Your objective:
Which lines in the data below contain the word "rustc"? Copy each of them.

*** Extracted records ***

//! Metadata stamped in by `build.rs`.

const UNKNOWN: &str = "unknown";

#[derive(Debug, Clone, Copy)]
pub struct BuildMetadata {
    pub version: &'static str,
    pub git_hash: &'static str,
    pub git_status: &'static str,
    pub timestamp: &'static str,
    pub target: &'static str,
    pub profile: &'static str,
    pub rustc: &'static str,
}

impl BuildMetadata {
    /// Label/value pairs in the order `version` prints them.
    pub fn rows(&self) -> Vec<(&'static str, String)> {
        vec![
            ("Build hash", format!("{} ({})", self.git_hash, self.git_status)),
            ("Built at", self.timestamp.to_string()),
            ("Target", self.target.to_string()),
            ("Profile", self.profile.to_string()),
            ("Rustc", self.rustc.to_string()),
        ]
    }
}

pub fn current() -> BuildMetadata {
    BuildMetadata {
        version: env!("CARGO_PKG_VERSION"),
        git_hash: option_env!("CRC_BANK_BUILD_HASH").unwrap_or(UNKNOWN),
        git_status: option_env!("CRC_BANK_BUILD_STATUS").unwrap_or(UNKNOWN),
        timestamp: option_env!("CRC_BANK_BUILD_TIMESTAMP").unwrap_or(UNKNOWN),
        target: option_env!("CRC_BANK_BUILD_TARGET").unwrap_or(UNKNOWN),
        profile: option_env!("CRC_BANK_BUILD_PROFILE").unwrap_or(UNKNOWN),
        rustc: option_env!("CRC_BANK_BUILD_RUSTC").unwrap_or(UNKNOWN),
    }
}

#[cfg(test)]
mod tests {
    use super::*;

    #[test]
    fn rows_pair_hash_with_tree_status() {
        let meta = BuildMetadata {
            version: "0.1.0",
            git_hash: "abc123",
            git_status: "dirty",
            timestamp: "t",
            target: "x86_64",
            profile: "debug",
            rustc: "rustc",
        };
        let rows = meta.rows();
        assert_eq!(rows[0], ("Build hash", "abc123 (dirty)".to_string()));
        assert_eq!(rows.len(), 5);
    }
}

*** End of Extracted records ***

Problem solution:
    pub rustc: &'static str,
            ("Rustc", self.rustc.to_string()),
        rustc: option_env!("CRC_BANK_BUILD_RUSTC").unwrap_or(UNKNOWN),
            rustc: "rustc",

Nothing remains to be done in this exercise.